Cataract serves as the most common cause of vision loss worldwide, contributing to a third of overall visual impairments and approximately half of vision losses. When patients undergo cataract surgery, the opacified lens is replaced with an artificial intraocular lens (IOL), either clear or yellow, which is hypothesized to increase the nonvisual light perception and improve the circadian alignment. However, some speculate that clear and yellow IOLs impact patients differently.
This effect on the circadian alignment also results in an increase in the concentrations of melatonin secretion. As study authors note, “melatonin secretion is an important indicator of the human circadian biological rhythm.” When the circadian biological rhythm is misaligned with the external environment, patients are at an increased risk of developing various diseases such as insomnia, obesity, metabolic syndromes, and cardiovascular diseases. Additionally, a low concentration of melatonin secretion is associated with depression, diabetes, cognitive impairment, and breast cancer.
Until now, the study authors noted that randomized clinical trials (RCTs) have yet to examine the relationship between cataract surgery and melatonin secretion in patients.

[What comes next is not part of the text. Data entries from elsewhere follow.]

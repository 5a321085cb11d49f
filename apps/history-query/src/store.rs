use crate::error::{HistoryError, HistoryResult, QueryStage};
use crate::query::HistoryQuery;
use crate::selector::METADATA_TABLE;
use crate::sql::SqlParams;
use crate::types::{ChannelMetadata, RawRow};
use rusqlite::types::ValueRef;
use rusqlite::{Connection, InterruptHandle, OpenFlags};
use std::path::Path;

/// Read-only access to the partitioned history database.
pub trait HistoryStore {
    /// Table names between `first` and `last` inclusive, compared as text.
    fn partition_tables(&self, first: &str, last: &str) -> HistoryResult<Vec<String>>;

    fn fetch_rows(&self, query: &HistoryQuery) -> HistoryResult<Vec<RawRow>>;

    fn channel_metadata(&self, channels: &[String]) -> HistoryResult<Vec<ChannelMetadata>>;

    /// Handle that aborts the statement currently running on this store, if it
    /// supports cancellation from another thread.
    fn interrupt_handle(&self) -> Option<InterruptHandle> {
        None
    }
}

/// One read-only SQLite connection, closed when the store is dropped.
pub struct SqliteStore {
    conn: Connection,
}

impl SqliteStore {
    pub fn open_read_only(path: &Path) -> HistoryResult<Self> {
        let conn = Connection::open_with_flags(
            path,
            OpenFlags::SQLITE_OPEN_READ_ONLY | OpenFlags::SQLITE_OPEN_NO_MUTEX,
        )
        .map_err(|source| HistoryError::Connection {
            path: path.display().to_string(),
            source,
        })?;
        tracing::debug!(path = %path.display(), "opened history database");
        Ok(Self { conn })
    }

    #[cfg(test)]
    pub(crate) fn from_connection(conn: Connection) -> Self {
        Self { conn }
    }
}

impl HistoryStore for SqliteStore {
    fn partition_tables(&self, first: &str, last: &str) -> HistoryResult<Vec<String>> {
        let stage = |source| HistoryError::query(QueryStage::PartitionCheck, source);
        let mut stmt = self
            .conn
            .prepare(
                "SELECT name FROM sqlite_master \
                 WHERE type = 'table' AND name BETWEEN ?1 AND ?2 ORDER BY name",
            )
            .map_err(stage)?;
        let rows = stmt
            .query_map([first, last], |row| row.get::<_, String>(0))
            .map_err(stage)?;
        rows.collect::<Result<Vec<_>, _>>().map_err(stage)
    }

    fn fetch_rows(&self, query: &HistoryQuery) -> HistoryResult<Vec<RawRow>> {
        let stage = |source| HistoryError::query(QueryStage::Data, source);
        let mut stmt = self.conn.prepare(&query.sql).map_err(stage)?;
        let mut rows = stmt
            .query(rusqlite::params_from_iter(query.params.iter()))
            .map_err(stage)?;

        let mut out = Vec::new();
        let mut skipped = 0usize;
        while let Some(row) = rows.next().map_err(stage)? {
            let ts = decode_timestamp(row.get_ref(0).map_err(stage)?);
            let value = decode_value(row.get_ref(1).map_err(stage)?);
            let channel = row.get::<_, Option<String>>(2).map_err(stage)?;
            match (ts, channel) {
                (Some(timestamp_ms), Some(channel_name)) => out.push(RawRow {
                    timestamp_ms,
                    channel_name,
                    value,
                }),
                _ => skipped += 1,
            }
        }
        if skipped > 0 {
            tracing::debug!(skipped, "skipped rows without timestamp or channel name");
        }
        Ok(out)
    }

    fn channel_metadata(&self, channels: &[String]) -> HistoryResult<Vec<ChannelMetadata>> {
        if channels.is_empty() {
            return Ok(vec![]);
        }
        let mut params = SqlParams::new();
        let names = params.push_list(channels.iter().cloned());
        let sql = format!(
            "SELECT channel_name, unit, description, category FROM {METADATA_TABLE} WHERE channel_name IN ({names})"
        );

        let stage = |source| HistoryError::query(QueryStage::Metadata, source);
        let mut stmt = self.conn.prepare(&sql).map_err(stage)?;
        let rows = stmt
            .query_map(rusqlite::params_from_iter(params.as_slice()), |row| {
                Ok(ChannelMetadata {
                    channel_name: row.get(0)?,
                    unit: row.get(1)?,
                    description: row.get(2)?,
                    category: row.get(3)?,
                })
            })
            .map_err(stage)?;
        rows.collect::<Result<Vec<_>, _>>().map_err(stage)
    }

    fn interrupt_handle(&self) -> Option<InterruptHandle> {
        Some(self.conn.get_interrupt_handle())
    }
}

fn decode_timestamp(value: ValueRef<'_>) -> Option<i64> {
    match value {
        ValueRef::Integer(ms) => Some(ms),
        ValueRef::Real(ms) if ms.is_finite() => Some(ms as i64),
        _ => None,
    }
}

fn decode_value(value: ValueRef<'_>) -> Option<f64> {
    match value {
        ValueRef::Integer(v) => Some(v as f64),
        ValueRef::Real(v) => Some(v),
        ValueRef::Text(raw) => std::str::from_utf8(raw)
            .ok()
            .and_then(|text| text.trim().parse::<f64>().ok())
            .filter(|v| v.is_finite()),
        ValueRef::Null | ValueRef::Blob(_) => None,
    }
}


#[cfg(test)]
pub(crate) fn is_interrupted(err: &HistoryError) -> bool {
    matches!(
        err,
        HistoryError::Query {
            source: rusqlite::Error::SqliteFailure(failure, _),
            ..
        } if failure.code == rusqlite::ErrorCode::OperationInterrupted
    )
}
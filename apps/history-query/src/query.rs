use crate::error::{HistoryError, HistoryResult};
use crate::selector::ChannelSelector;
use crate::sql::{quote_ident, SqlParams};
use crate::window::TimeWindow;
use rusqlite::types::Value;
use std::fmt;

/// Bucket format selecting raw rows.
pub const RAW_FORMAT: &str = "none";
/// Bucket format selecting the newest row per channel.
pub const LAST_FORMAT: &str = "last";

const UNION_ALIAS: &str = "sub";

#[derive(Debug, Clone, Copy, PartialEq, Eq)]
pub enum AggregateFunction {
    Avg,
    Sum,
    Min,
    Max,
    Count,
    /// `max - min` of the bucket.
    Delta,
}

impl AggregateFunction {
    pub fn parse(raw: &str) -> HistoryResult<Self> {
        match raw.trim().to_ascii_uppercase().as_str() {
            "AVG" => Ok(Self::Avg),
            "SUM" => Ok(Self::Sum),
            "MIN" => Ok(Self::Min),
            "MAX" => Ok(Self::Max),
            "COUNT" => Ok(Self::Count),
            "DELTA" => Ok(Self::Delta),
            other => Err(HistoryError::configuration(format!(
                "unsupported aggregation function {other:?}"
            ))),
        }
    }

    fn sql_expr(self, column: &str) -> String {
        match self {
            Self::Avg => format!("AVG({column})"),
            Self::Sum => format!("SUM({column})"),
            Self::Min => format!("MIN({column})"),
            Self::Max => format!("MAX({column})"),
            Self::Count => format!("COUNT({column})"),
            Self::Delta => format!("(MAX({column}) - MIN({column}))"),
        }
    }
}

impl fmt::Display for AggregateFunction {
    fn fmt(&self, f: &mut fmt::Formatter<'_>) -> fmt::Result {
        let name = match self {
            Self::Avg => "AVG",
            Self::Sum => "SUM",
            Self::Min => "MIN",
            Self::Max => "MAX",
            Self::Count => "COUNT",
            Self::Delta => "DELTA",
        };
        f.write_str(name)
    }
}

#[derive(Debug, Clone, PartialEq, Eq)]
pub enum Aggregation {
    Raw,
    LastValue,
    Bucketed {
        /// strftime pattern; rows sharing the formatted value share a bucket.
        interval_format: String,
        function: AggregateFunction,
    },
}

impl Aggregation {
    /// `"none"` (or blank) selects raw rows, `"last"` the newest row per channel;
    /// any other format buckets with `function`, which is only parsed in that case.
    pub fn from_parts(bucket_format: &str, function: &str) -> HistoryResult<Self> {
        let bucket_format = bucket_format.trim();
        if bucket_format.is_empty() || bucket_format == RAW_FORMAT {
            return Ok(Self::Raw);
        }
        if bucket_format == LAST_FORMAT {
            return Ok(Self::LastValue);
        }
        if !bucket_format.contains('%') {
            return Err(HistoryError::configuration(format!(
                "bucket format {bucket_format:?} has no strftime directive"
            )));
        }
        Ok(Self::Bucketed {
            interval_format: bucket_format.to_string(),
            function: AggregateFunction::parse(function)?,
        })
    }

    pub fn label(&self) -> String {
        match self {
            Self::Raw => RAW_FORMAT.to_string(),
            Self::LastValue => LAST_FORMAT.to_string(),
            Self::Bucketed {
                interval_format,
                function,
            } => format!("{function} by {interval_format}"),
        }
    }
}

/// Statement text plus its positional parameters. Result columns are
/// `ts`, `value`, `channel_name`.
#[derive(Debug, Clone, PartialEq)]
pub struct HistoryQuery {
    pub sql: String,
    pub params: Vec<Value>,
}

fn union_view(partitions: &[String]) -> String {
    partitions
        .iter()
        .map(|table| {
            format!(
                "SELECT timestamp, channel_name, value_numeric FROM {}",
                quote_ident(table)
            )
        })
        .collect::<Vec<_>>()
        .join(" UNION ALL ")
}

/// Builds the data statement over the union of `partitions`.
///
/// The working set is every union row inside the inclusive window that the
/// selector accepts. Raw returns it ordered by timestamp, LastValue one row
/// per channel (the newest; ties resolve to whichever row SQLite picks), and
/// Bucketed one row per (channel, bucket) stamped with the bucket's earliest
/// timestamp.
pub fn build_history_query(
    partitions: &[String],
    window: &TimeWindow,
    selector: &ChannelSelector,
    aggregation: &Aggregation,
) -> HistoryQuery {
    let mut params = SqlParams::new();
    let from = params.push(window.from_ms);
    let to = params.push(window.to_ms);
    let predicate = selector.compile(UNION_ALIAS, &mut params);

    let a = UNION_ALIAS;
    let source = format!("({}) AS {a}", union_view(partitions));
    let working_set = format!("{a}.timestamp BETWEEN {from} AND {to} AND {predicate}");

    let sql = match aggregation {
        Aggregation::Raw => format!(
            "SELECT {a}.timestamp AS ts, {a}.value_numeric AS value, {a}.channel_name AS channel_name \
             FROM {source} WHERE {working_set} \
             ORDER BY ts ASC, channel_name ASC"
        ),
        // SQLite fills bare columns from the row that produced MAX().
        Aggregation::LastValue => format!(
            "SELECT MAX({a}.timestamp) AS ts, {a}.value_numeric AS value, {a}.channel_name AS channel_name \
             FROM {source} WHERE {working_set} \
             GROUP BY {a}.channel_name \
             ORDER BY ts ASC, channel_name ASC"
        ),
        Aggregation::Bucketed {
            interval_format,
            function,
        } => {
            let format = params.push(interval_format.clone());
            let value = function.sql_expr(&format!("{a}.value_numeric"));
            format!(
                "SELECT MIN({a}.timestamp) AS ts, {value} AS value, {a}.channel_name AS channel_name \
                 FROM {source} WHERE {working_set} \
                 GROUP BY {a}.channel_name, strftime({format}, {a}.timestamp / 1000, 'unixepoch') \
                 ORDER BY ts ASC, channel_name ASC"
            )
        }
    };

    HistoryQuery {
        sql,
        params: params.into_values(),
    }
}
#[cfg(test)]
mod tests {
    use super::*;
    use crate::error::QueryStage;
    use crate::query::{AggregateFunction, Aggregation, HistoryQuery};
    use crate::selector::{ChannelSelector, NO_CATEGORY};
    use crate::store::is_interrupted;
    use crate::test_support::{utc_ms, HistoryDbFixture};
    use crate::types::{ChannelMetadata, RawRow, SampleRecord};
    use crate::window::TimeWindow;
    use rusqlite::Connection;
    use std::cell::Cell;
    use std::sync::mpsc;

    fn plan(window: TimeWindow, selector: ChannelSelector, aggregation: Aggregation) -> QueryPlan {
        QueryPlan {
            window,
            selector,
            aggregation,
        }
    }

    fn jan_window() -> TimeWindow {
        TimeWindow::new(utc_ms(2026, 1, 1, 0, 0, 0), utc_ms(2026, 1, 31, 0, 0, 0)).unwrap()
    }

    #[test]
    fn raw_round_trip_over_one_partition() {
        let fixture = HistoryDbFixture::new();
        let t0 = utc_ms(2026, 1, 2, 0, 0, 0);
        fixture
            .sample("hai_data_202601", t0 + 100, "a", 5.0)
            .sample("hai_data_202601", t0 + 200, "a", 9.0)
            .var("a", "C", "boiler", "temp");

        let store = SqliteStore::open_read_only(&fixture.path).unwrap();
        let result = execute(
            &store,
            &plan(jan_window(), ChannelSelector::new(["a"], NO_CATEGORY), Aggregation::Raw),
        )
        .unwrap();

        assert_eq!(result.len(), 1);
        let a = &result["a"];
        assert_eq!((a.min, a.max, a.avg), (Some(5.0), Some(9.0), Some(7.0)));
        assert_eq!(
            a.records,
            vec![
                SampleRecord { ts: t0 + 100, value: Some(5.0) },
                SampleRecord { ts: t0 + 200, value: Some(9.0) },
            ]
        );
        assert_eq!(a.unit.as_deref(), Some("C"));
        assert_eq!(a.category.as_deref(), Some("temp"));
        assert_eq!(a.start_time.as_deref(), Some("2026-01-02 00:00:00 UTC"));
    }

    #[test]
    fn category_selection_spans_partitions_and_widens_metadata() {
        let fixture = HistoryDbFixture::new();
        fixture
            .sample("hai_data_202512", utc_ms(2025, 12, 31, 23, 0, 0), "t1", 20.0)
            .sample("hai_data_202601", utc_ms(2026, 1, 1, 1, 0, 0), "t1", 22.0)
            .sample("hai_data_202601", utc_ms(2026, 1, 1, 1, 0, 0), "t2", 18.0)
            .sample("hai_data_202601", utc_ms(2026, 1, 1, 1, 0, 0), "p1", 1.0)
            .var("t1", "C", "boiler", "temp")
            .var("t2", "C", "room", "temp")
            .var("p1", "bar", "line", "pressure");

        let window =
            TimeWindow::new(utc_ms(2025, 12, 31, 0, 0, 0), utc_ms(2026, 1, 2, 0, 0, 0)).unwrap();
        let store = SqliteStore::open_read_only(&fixture.path).unwrap();
        let result = execute(
            &store,
            &plan(
                window,
                ChannelSelector::new(Vec::<String>::new(), "temp"),
                Aggregation::Raw,
            ),
        )
        .unwrap();

        assert_eq!(result.keys().collect::<Vec<_>>(), vec!["t1", "t2"]);
        assert_eq!(result["t1"].records.len(), 2);
        assert_eq!(result["t2"].description.as_deref(), Some("room"));
    }

    #[test]
    fn last_value_returns_one_record_per_channel() {
        let fixture = HistoryDbFixture::new();
        let t0 = utc_ms(2026, 1, 3, 0, 0, 0);
        fixture
            .sample("hai_data_202601", t0 + 100, "a", 1.0)
            .sample("hai_data_202601", t0 + 200, "a", 2.0);

        let store = SqliteStore::open_read_only(&fixture.path).unwrap();
        let result = execute(
            &store,
            &plan(jan_window(), ChannelSelector::new(["a"], NO_CATEGORY), Aggregation::LastValue),
        )
        .unwrap();
        assert_eq!(
            result["a"].records,
            vec![SampleRecord { ts: t0 + 200, value: Some(2.0) }]
        );
    }

    #[test]
    fn bucketed_delta_feeds_the_summary() {
        let fixture = HistoryDbFixture::new();
        let t0 = utc_ms(2026, 1, 4, 10, 0, 0);
        fixture
            .sample("hai_data_202601", t0 + 1_000, "a", 3.0)
            .sample("hai_data_202601", t0 + 2_000, "a", 7.0)
            .sample("hai_data_202601", t0 + 3_000, "a", 5.0);

        let store = SqliteStore::open_read_only(&fixture.path).unwrap();
        let result = execute(
            &store,
            &plan(
                jan_window(),
                ChannelSelector::new(["a"], NO_CATEGORY),
                Aggregation::Bucketed {
                    interval_format: "%Y-%m-%d %H".to_string(),
                    function: AggregateFunction::Delta,
                },
            ),
        )
        .unwrap();
        let a = &result["a"];
        assert_eq!(a.records, vec![SampleRecord { ts: t0 + 1_000, value: Some(4.0) }]);
        assert_eq!(a.avg, Some(4.0));
    }

    #[test]
    fn window_without_partitions_is_empty_not_an_error() {
        let fixture = HistoryDbFixture::new();
        fixture.sample("hai_data_202401", utc_ms(2024, 1, 5, 0, 0, 0), "a", 1.0);
        let store = SqliteStore::open_read_only(&fixture.path).unwrap();
        let result = execute(
            &store,
            &plan(jan_window(), ChannelSelector::new(["a"], NO_CATEGORY), Aggregation::Raw),
        )
        .unwrap();
        assert!(result.is_empty());
    }

    #[test]
    fn unmatched_channels_yield_an_empty_result() {
        let fixture = HistoryDbFixture::new();
        fixture.sample("hai_data_202601", utc_ms(2026, 1, 5, 0, 0, 0), "a", 1.0);
        let store = SqliteStore::open_read_only(&fixture.path).unwrap();
        let result = execute(
            &store,
            &plan(jan_window(), ChannelSelector::new(["zz"], NO_CATEGORY), Aggregation::Raw),
        )
        .unwrap();
        assert!(result.is_empty());
    }

    struct FlakyMetadataStore {
        metadata_calls: Cell<usize>,
    }

    impl HistoryStore for FlakyMetadataStore {
        fn partition_tables(&self, first: &str, _last: &str) -> HistoryResult<Vec<String>> {
            Ok(vec![first.to_string()])
        }

        fn fetch_rows(&self, _query: &HistoryQuery) -> HistoryResult<Vec<RawRow>> {
            Ok(vec![RawRow::new(100, "a", Some(1.0)), RawRow::new(200, "a", Some(3.0))])
        }

        fn channel_metadata(&self, channels: &[String]) -> HistoryResult<Vec<ChannelMetadata>> {
            assert_eq!(channels, ["a".to_string()]);
            self.metadata_calls.set(self.metadata_calls.get() + 1);
            Err(HistoryError::query(
                QueryStage::Metadata,
                rusqlite::Error::InvalidQuery,
            ))
        }
    }

    #[test]
    fn metadata_failure_degrades_to_null_metadata() {
        let store = FlakyMetadataStore {
            metadata_calls: Cell::new(0),
        };
        let result = execute(
            &store,
            &plan(
                TimeWindow::new(0, 1_000).unwrap(),
                ChannelSelector::new(["a"], NO_CATEGORY),
                Aggregation::Raw,
            ),
        )
        .unwrap();
        assert_eq!(store.metadata_calls.get(), 1);
        let a = &result["a"];
        assert_eq!(a.avg, Some(2.0));
        assert_eq!((a.unit.clone(), a.description.clone()), (None, None));
    }

    #[test]
    fn data_query_failure_is_fatal() {
        let fixture = HistoryDbFixture::new();
        // Partition with the wrong column layout.
        fixture
            .conn
            .execute_batch("CREATE TABLE hai_data_202601 (ts INTEGER, name TEXT)")
            .unwrap();
        let store = SqliteStore::open_read_only(&fixture.path).unwrap();
        let err = execute(
            &store,
            &plan(jan_window(), ChannelSelector::new(["a"], NO_CATEGORY), Aggregation::Raw),
        )
        .unwrap_err();
        assert!(matches!(
            err,
            HistoryError::Query {
                stage: QueryStage::Data,
                ..
            }
        ));
    }

    #[test]
    fn multi_millennium_window_still_finds_recent_partitions() {
        let fixture = HistoryDbFixture::new();
        let t0 = utc_ms(2026, 1, 2, 0, 0, 0);
        fixture
            .sample("hai_data_197001", 5_000, "a", 1.0)
            .sample("hai_data_202601", t0, "a", 3.0);

        let store = SqliteStore::open_read_only(&fixture.path).unwrap();
        let window = TimeWindow::new(1, utc_ms(4800, 1, 1, 0, 0, 0)).unwrap();
        let result = execute(
            &store,
            &plan(window, ChannelSelector::new(["a"], NO_CATEGORY), Aggregation::Raw),
        )
        .unwrap();
        assert_eq!(
            result["a"].records,
            vec![
                SampleRecord { ts: 5_000, value: Some(1.0) },
                SampleRecord { ts: t0, value: Some(3.0) },
            ]
        );
    }

    /// Answers every data query with a statement that never finishes and
    /// reports whether it ended by interruption.
    struct StalledStore {
        inner: SqliteStore,
        interrupted: mpsc::Sender<bool>,
    }

    impl HistoryStore for StalledStore {
        fn partition_tables(&self, first: &str, _last: &str) -> HistoryResult<Vec<String>> {
            Ok(vec![first.to_string()])
        }

        fn fetch_rows(&self, _query: &HistoryQuery) -> HistoryResult<Vec<RawRow>> {
            let endless = HistoryQuery {
                sql: "WITH RECURSIVE n(x) AS (SELECT 1 UNION ALL SELECT x + 1 FROM n) \
                      SELECT x, x, 'a' FROM n WHERE x < 0"
                    .to_string(),
                params: vec![],
            };
            let result = self.inner.fetch_rows(&endless);
            let interrupted = matches!(&result, Err(err) if is_interrupted(err));
            self.interrupted.send(interrupted).unwrap();
            result
        }

        fn channel_metadata(&self, _channels: &[String]) -> HistoryResult<Vec<ChannelMetadata>> {
            Ok(vec![])
        }

        fn interrupt_handle(&self) -> Option<InterruptHandle> {
            self.inner.interrupt_handle()
        }
    }

    #[tokio::test]
    async fn timeout_interrupts_the_running_statement() {
        let service = HistoryQueryService::new(
            PathBuf::from(":memory:"),
            1,
            Duration::from_millis(200),
            QueryDefaults::default(),
        );
        let (interrupted_tx, interrupted_rx) = mpsc::channel();
        let stalled = plan(
            TimeWindow::new(0, 1_000).unwrap(),
            ChannelSelector::new(["a"], NO_CATEGORY),
            Aggregation::Raw,
        );

        let err = service
            .run_plan(stalled, move || {
                Ok(StalledStore {
                    inner: SqliteStore::from_connection(Connection::open_in_memory().unwrap()),
                    interrupted: interrupted_tx,
                })
            })
            .await
            .unwrap_err();
        assert!(matches!(err, HistoryError::Timeout(timeout) if timeout == Duration::from_millis(200)));

        let interrupted = tokio::task::spawn_blocking(move || {
            interrupted_rx.recv_timeout(Duration::from_secs(10))
        })
        .await
        .unwrap()
        .unwrap();
        assert!(interrupted);

        // The permit returns once the interrupted statement has unwound.
        let permit = tokio::time::timeout(Duration::from_secs(10), service.semaphore.acquire())
            .await
            .unwrap();
        assert!(permit.is_ok());
    }

    fn service_for(fixture: &HistoryDbFixture, timeout: Duration) -> HistoryQueryService {
        HistoryQueryService::new(fixture.path.clone(), 2, timeout, QueryDefaults::default())
    }

    #[tokio::test]
    async fn service_runs_a_request_end_to_end() {
        let fixture = HistoryDbFixture::new();
        let now = Utc::now().timestamp_millis();
        let table = crate::partitions::candidate_partitions(&TimeWindow::new(now, now).unwrap())
            .next()
            .unwrap();
        fixture.sample(&table, now - 60_000, "a", 4.0);

        let service = service_for(&fixture, Duration::from_secs(5));
        let request = HistoryRequest {
            channels: vec!["a".to_string()],
            time_range: Some("15m".to_string()),
            agg_interval: Some("none".to_string()),
            ..Default::default()
        };
        let result = service.run(request).await.unwrap();
        assert_eq!(result["a"].records.len(), 1);
    }

    #[tokio::test]
    async fn service_rejects_empty_selector_before_opening_storage() {
        let service = HistoryQueryService::new(
            PathBuf::from("/nonexistent/history.db"),
            1,
            Duration::from_secs(1),
            QueryDefaults::default(),
        );
        let err = service.run(HistoryRequest::default()).await.unwrap_err();
        assert!(err.is_configuration());
    }

    #[tokio::test]
    async fn service_reports_connection_errors() {
        let service = HistoryQueryService::new(
            PathBuf::from("/nonexistent/history.db"),
            1,
            Duration::from_secs(1),
            QueryDefaults::default(),
        );
        let request = HistoryRequest {
            channels: vec!["a".to_string()],
            ..Default::default()
        };
        let err = service.run(request).await.unwrap_err();
        assert!(matches!(err, HistoryError::Connection { .. }));
    }
}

Researchers conducted a parallel-group, assessor-blinded RCT comparing patients who underwent cataract surgery using artificial clear IOL (group 1) or yellow IOL (group 2) with patients who delayed surgery with clear IOL (group 3) or yellow IOL (group 4).
Researchers randomized patients (n = 169; mean age [SD] = 75.7 [6.7] years) at a ratio of 1:1:1:1, with the intervention group consisting of groups 1 and 2 and the control group consisting of groups 3 and 4. The study measured the urinary melatonin excretion in the intervention group at 3 months after surgery, and the urinary melatonin excretion in the control group before delayed surgery. A subgroup analysis was also conducted on groups 1 and 3, groups 2 and 4, and groups 1 and 2.
In the study findings, researchers found that the mean urinary melatonin excretion was significantly higher in the intervention group compared with the control group (adjusted mean difference of creatinine concentration, 0.159 log ng/mg, 95% CI, 0.045-0.273; P = .007).
In the subgroup analysis, the concentration of urinary melatonin excretion in patients of group 1 was significantly higher than the control group by creatinine concentration 0.212 log ng/mg (95% CI of the difference, 0.058-0.365; P = .008). However, in the yellow IOL groups 2 and 4, this difference was not statistically significant (adjusted mean difference for creatinine excretion, 0.083 log ng/mg, 95% CI, —0.087 to 0.253; P = .33).
Additionally, there was no significant difference observed in the mean urinary melatonin excretion of intervention groups 1 and 2 (95% CI of the difference for creatinine concentration, —0.19 to 0.40 log ng/mg; P = .48).
“The findings of the present study appear to support the hypothesis that cataract surgery increases melatonin secretion at 3 months postoperatively,” said the study authors. Researchers note that while observing patients longer in a future RCT can delineate long-term sustained effects, this approach “is not readily feasible recognizing the established benefits of cataract surgery on visual acuity.”
Nishi T, Saeki K, Miyata K, et al. Effects of cataract surgery on melatonin secretion in adults 60 years and older [published online March 5, 2020]. JAMA Ophthalmol. doi: 10.1001/jamaophthalmol.2020.0206.